(Saved entries)
┌──

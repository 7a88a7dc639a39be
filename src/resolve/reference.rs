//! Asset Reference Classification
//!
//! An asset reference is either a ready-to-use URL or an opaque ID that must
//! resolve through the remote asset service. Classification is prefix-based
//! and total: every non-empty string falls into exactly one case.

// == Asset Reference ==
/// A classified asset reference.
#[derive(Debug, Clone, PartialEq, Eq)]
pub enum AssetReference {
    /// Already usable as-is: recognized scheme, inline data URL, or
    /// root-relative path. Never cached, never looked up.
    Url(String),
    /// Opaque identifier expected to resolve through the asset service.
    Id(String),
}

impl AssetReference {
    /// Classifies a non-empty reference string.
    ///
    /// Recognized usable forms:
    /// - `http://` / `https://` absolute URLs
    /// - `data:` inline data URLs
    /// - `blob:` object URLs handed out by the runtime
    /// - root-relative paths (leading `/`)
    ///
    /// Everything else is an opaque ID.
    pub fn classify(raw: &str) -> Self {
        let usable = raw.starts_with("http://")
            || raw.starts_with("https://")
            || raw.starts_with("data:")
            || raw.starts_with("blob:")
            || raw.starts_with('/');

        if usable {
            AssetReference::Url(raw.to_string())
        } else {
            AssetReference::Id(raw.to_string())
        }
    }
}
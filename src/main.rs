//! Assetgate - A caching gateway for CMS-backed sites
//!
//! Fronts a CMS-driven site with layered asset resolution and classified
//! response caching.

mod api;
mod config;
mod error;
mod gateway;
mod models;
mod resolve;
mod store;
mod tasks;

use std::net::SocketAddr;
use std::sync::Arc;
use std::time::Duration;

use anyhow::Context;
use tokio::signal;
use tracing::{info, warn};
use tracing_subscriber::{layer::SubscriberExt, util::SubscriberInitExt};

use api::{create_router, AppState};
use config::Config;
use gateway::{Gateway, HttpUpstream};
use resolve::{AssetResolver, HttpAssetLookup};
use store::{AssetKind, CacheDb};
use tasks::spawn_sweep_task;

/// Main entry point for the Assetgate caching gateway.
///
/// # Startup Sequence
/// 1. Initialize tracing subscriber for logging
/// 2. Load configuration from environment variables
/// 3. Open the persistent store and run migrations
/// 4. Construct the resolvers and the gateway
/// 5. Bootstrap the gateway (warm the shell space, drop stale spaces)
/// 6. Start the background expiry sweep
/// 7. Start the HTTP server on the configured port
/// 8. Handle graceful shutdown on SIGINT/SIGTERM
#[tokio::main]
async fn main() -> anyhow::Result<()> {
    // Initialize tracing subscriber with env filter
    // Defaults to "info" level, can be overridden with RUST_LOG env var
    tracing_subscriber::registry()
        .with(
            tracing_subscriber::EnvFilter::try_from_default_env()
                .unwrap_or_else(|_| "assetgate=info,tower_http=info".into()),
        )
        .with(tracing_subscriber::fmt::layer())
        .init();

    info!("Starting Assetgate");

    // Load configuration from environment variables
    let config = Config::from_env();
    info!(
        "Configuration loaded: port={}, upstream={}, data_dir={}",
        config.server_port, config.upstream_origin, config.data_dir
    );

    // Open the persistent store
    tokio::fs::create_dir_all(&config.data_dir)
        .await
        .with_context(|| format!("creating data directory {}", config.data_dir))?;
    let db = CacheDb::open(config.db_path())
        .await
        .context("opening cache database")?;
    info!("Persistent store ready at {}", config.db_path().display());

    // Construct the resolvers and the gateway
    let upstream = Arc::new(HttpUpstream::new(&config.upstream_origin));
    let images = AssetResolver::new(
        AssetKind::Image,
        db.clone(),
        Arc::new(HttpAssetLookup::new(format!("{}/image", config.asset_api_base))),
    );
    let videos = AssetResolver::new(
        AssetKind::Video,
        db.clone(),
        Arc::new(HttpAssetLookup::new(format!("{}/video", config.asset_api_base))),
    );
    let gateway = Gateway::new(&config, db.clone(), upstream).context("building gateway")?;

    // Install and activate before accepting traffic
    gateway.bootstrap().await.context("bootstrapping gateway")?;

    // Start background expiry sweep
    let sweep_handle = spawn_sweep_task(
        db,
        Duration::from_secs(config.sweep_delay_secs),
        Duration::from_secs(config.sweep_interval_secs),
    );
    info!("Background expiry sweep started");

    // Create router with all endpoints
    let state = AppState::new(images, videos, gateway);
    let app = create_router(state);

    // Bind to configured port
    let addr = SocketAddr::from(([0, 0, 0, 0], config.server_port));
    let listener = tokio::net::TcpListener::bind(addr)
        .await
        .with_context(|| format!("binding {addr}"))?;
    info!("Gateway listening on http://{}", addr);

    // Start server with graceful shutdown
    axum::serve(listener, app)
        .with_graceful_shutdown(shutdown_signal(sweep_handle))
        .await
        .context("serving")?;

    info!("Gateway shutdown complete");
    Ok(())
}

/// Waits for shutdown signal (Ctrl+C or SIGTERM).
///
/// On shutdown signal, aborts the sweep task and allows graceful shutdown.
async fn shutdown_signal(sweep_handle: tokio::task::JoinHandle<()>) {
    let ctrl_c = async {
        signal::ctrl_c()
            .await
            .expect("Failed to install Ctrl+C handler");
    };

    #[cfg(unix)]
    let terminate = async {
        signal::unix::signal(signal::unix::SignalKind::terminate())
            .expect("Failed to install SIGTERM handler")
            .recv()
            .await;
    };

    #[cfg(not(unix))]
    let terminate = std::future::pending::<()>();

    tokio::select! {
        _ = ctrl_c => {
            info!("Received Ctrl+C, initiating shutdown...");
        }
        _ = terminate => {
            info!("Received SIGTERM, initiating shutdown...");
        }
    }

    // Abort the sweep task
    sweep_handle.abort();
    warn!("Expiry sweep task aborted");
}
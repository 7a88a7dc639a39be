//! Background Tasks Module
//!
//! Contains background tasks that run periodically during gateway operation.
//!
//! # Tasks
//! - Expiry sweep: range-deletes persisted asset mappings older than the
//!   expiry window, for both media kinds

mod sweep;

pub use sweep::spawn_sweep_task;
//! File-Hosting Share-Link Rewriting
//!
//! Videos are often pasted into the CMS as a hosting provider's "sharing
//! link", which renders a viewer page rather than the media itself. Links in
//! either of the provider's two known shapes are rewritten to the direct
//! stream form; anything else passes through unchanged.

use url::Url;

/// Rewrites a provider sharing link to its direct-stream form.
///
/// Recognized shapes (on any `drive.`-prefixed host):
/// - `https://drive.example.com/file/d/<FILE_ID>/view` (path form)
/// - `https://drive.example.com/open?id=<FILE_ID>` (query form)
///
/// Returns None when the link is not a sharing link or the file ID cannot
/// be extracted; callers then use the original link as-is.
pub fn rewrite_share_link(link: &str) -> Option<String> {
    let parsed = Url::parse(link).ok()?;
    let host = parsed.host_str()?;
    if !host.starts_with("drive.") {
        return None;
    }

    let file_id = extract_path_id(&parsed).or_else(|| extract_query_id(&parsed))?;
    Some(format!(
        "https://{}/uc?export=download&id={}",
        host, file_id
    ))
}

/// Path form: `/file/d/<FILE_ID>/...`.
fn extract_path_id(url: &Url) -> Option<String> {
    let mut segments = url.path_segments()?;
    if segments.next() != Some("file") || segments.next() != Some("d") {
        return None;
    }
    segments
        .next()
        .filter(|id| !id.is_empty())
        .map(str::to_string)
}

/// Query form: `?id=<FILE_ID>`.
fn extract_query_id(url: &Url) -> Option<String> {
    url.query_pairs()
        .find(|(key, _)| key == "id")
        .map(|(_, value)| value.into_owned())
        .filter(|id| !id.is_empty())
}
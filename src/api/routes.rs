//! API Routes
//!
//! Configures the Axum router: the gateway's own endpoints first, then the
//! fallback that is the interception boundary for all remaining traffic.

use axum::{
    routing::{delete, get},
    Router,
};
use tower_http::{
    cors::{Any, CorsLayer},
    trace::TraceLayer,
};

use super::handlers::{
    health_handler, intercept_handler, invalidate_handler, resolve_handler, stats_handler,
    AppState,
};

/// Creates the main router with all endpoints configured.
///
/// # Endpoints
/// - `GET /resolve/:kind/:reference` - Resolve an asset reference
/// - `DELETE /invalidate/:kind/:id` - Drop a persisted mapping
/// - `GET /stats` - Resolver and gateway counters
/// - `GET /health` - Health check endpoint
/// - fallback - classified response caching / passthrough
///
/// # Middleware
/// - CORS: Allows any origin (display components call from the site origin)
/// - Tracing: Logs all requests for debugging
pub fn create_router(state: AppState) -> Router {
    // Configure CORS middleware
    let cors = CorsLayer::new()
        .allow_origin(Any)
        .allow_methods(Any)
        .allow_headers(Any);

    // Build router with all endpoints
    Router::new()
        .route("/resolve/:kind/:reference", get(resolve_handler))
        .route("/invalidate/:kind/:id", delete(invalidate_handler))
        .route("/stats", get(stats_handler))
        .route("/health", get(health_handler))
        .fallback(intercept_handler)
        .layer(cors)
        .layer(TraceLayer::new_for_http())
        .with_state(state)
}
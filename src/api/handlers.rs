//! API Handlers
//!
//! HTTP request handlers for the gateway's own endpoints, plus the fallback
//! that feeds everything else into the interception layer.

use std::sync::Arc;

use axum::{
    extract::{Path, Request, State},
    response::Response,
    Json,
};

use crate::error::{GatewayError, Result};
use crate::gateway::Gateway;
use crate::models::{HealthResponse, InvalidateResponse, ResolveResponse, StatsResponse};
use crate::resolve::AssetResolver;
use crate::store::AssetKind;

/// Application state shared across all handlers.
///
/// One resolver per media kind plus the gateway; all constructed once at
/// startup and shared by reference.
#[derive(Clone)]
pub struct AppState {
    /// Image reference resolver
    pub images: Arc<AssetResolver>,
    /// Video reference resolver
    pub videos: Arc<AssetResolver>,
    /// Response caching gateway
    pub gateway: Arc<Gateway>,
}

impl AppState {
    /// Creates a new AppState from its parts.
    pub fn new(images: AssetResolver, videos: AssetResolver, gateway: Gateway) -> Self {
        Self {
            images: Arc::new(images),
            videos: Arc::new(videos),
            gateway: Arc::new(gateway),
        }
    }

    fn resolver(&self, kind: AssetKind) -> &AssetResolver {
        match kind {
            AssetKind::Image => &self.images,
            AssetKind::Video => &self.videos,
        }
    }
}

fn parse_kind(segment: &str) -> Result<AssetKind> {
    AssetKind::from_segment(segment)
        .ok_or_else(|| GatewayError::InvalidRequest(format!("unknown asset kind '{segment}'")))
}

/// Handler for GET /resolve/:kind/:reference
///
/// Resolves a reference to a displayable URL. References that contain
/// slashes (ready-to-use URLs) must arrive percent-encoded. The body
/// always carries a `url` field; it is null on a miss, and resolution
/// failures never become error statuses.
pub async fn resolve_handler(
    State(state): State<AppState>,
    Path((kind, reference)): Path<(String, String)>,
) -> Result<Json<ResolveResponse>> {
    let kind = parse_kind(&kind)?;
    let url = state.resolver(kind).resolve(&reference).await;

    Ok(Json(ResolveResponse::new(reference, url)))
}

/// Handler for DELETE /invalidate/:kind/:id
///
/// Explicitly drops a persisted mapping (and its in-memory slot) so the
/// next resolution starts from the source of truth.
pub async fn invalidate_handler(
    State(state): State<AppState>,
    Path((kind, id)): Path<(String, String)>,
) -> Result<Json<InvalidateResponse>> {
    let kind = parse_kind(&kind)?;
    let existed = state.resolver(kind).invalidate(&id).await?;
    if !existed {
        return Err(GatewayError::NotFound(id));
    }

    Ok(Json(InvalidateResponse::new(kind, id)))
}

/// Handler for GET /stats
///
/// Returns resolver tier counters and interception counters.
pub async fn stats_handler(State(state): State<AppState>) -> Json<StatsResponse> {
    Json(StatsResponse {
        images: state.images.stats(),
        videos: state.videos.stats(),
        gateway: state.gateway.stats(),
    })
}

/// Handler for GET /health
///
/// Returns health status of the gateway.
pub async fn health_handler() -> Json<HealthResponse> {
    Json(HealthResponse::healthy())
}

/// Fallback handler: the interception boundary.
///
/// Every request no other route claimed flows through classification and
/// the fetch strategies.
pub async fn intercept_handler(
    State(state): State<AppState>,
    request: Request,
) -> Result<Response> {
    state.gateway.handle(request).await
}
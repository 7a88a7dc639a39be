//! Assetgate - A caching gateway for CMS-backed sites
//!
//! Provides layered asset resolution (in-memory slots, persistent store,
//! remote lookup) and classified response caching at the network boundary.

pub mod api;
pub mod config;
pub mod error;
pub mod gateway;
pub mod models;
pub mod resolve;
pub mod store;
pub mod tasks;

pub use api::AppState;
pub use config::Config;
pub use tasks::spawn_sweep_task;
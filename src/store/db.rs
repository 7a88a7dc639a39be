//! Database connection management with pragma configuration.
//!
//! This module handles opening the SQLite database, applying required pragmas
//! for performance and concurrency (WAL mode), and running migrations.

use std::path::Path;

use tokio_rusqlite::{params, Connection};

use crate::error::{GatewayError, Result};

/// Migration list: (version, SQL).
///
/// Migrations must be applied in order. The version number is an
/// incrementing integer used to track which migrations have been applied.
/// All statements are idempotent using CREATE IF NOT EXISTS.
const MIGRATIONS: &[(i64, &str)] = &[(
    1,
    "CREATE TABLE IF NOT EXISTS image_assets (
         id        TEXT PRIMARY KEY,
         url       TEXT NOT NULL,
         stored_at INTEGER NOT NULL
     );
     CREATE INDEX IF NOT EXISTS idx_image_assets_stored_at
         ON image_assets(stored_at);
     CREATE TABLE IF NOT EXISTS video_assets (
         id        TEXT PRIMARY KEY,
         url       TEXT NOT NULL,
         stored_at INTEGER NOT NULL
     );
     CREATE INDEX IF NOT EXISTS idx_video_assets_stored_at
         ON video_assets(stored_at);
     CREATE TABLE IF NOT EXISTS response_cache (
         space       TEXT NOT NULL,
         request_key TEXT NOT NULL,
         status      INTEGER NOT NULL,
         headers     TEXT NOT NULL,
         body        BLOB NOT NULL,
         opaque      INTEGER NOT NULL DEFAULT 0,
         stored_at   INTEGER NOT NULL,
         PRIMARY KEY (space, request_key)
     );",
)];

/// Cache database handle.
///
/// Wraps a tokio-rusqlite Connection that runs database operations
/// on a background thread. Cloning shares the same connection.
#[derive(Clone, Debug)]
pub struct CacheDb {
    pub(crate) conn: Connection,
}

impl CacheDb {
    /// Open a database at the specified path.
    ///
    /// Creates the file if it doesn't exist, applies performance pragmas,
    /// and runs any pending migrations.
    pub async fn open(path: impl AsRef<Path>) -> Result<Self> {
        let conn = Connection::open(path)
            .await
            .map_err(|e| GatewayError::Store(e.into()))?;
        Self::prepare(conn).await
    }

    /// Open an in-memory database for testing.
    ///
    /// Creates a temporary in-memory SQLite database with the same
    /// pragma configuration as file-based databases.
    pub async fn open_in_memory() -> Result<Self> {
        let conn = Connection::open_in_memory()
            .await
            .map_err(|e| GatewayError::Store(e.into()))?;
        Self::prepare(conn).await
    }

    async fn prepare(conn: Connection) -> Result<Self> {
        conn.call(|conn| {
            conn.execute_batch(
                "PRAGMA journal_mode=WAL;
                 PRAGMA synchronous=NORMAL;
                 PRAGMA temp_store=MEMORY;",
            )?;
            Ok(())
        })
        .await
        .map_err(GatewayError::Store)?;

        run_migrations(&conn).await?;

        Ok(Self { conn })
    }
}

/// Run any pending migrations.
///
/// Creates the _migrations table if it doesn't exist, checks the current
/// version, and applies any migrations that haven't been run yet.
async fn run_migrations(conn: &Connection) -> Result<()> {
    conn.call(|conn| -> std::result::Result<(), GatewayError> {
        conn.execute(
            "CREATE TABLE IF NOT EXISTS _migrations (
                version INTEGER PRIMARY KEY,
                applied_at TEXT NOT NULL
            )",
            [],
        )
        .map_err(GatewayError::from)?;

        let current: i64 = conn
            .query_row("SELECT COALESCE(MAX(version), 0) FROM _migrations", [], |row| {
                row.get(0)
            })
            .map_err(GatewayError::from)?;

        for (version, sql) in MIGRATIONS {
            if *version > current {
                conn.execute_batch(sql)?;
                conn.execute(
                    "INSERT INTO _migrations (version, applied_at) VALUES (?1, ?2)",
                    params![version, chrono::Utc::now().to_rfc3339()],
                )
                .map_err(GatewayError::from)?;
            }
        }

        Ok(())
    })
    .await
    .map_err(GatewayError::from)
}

└──

### WHAT TO DO
Starting at the line that has "fn extract_query_id(url: &Url)" and ending at the line that has "Resolve an asset reference", please write out the lines above exactly, leaving out all others.

### WRITTEN RESPONSE
fn extract_query_id(url: &Url) -> Option<String> {
    url.query_pairs()
        .find(|(key, _)| key == "id")
        .map(|(_, value)| value.into_owned())
        .filter(|id| !id.is_empty())
}
filename src/api/routes.rs
//! API Routes
//!
//! Configures the Axum router: the gateway's own endpoints first, then the
//! fallback that is the interception boundary for all remaining traffic.

use axum::{
    routing::{delete, get},
    Router,
};
use tower_http::{
    cors::{Any, CorsLayer},
    trace::TraceLayer,
};

use super::handlers::{
    health_handler, intercept_handler, invalidate_handler, resolve_handler, stats_handler,
    AppState,
};

/// Creates the main router with all endpoints configured.
///
/// # Endpoints
/// - `GET /resolve/:kind/:reference` - Resolve an asset reference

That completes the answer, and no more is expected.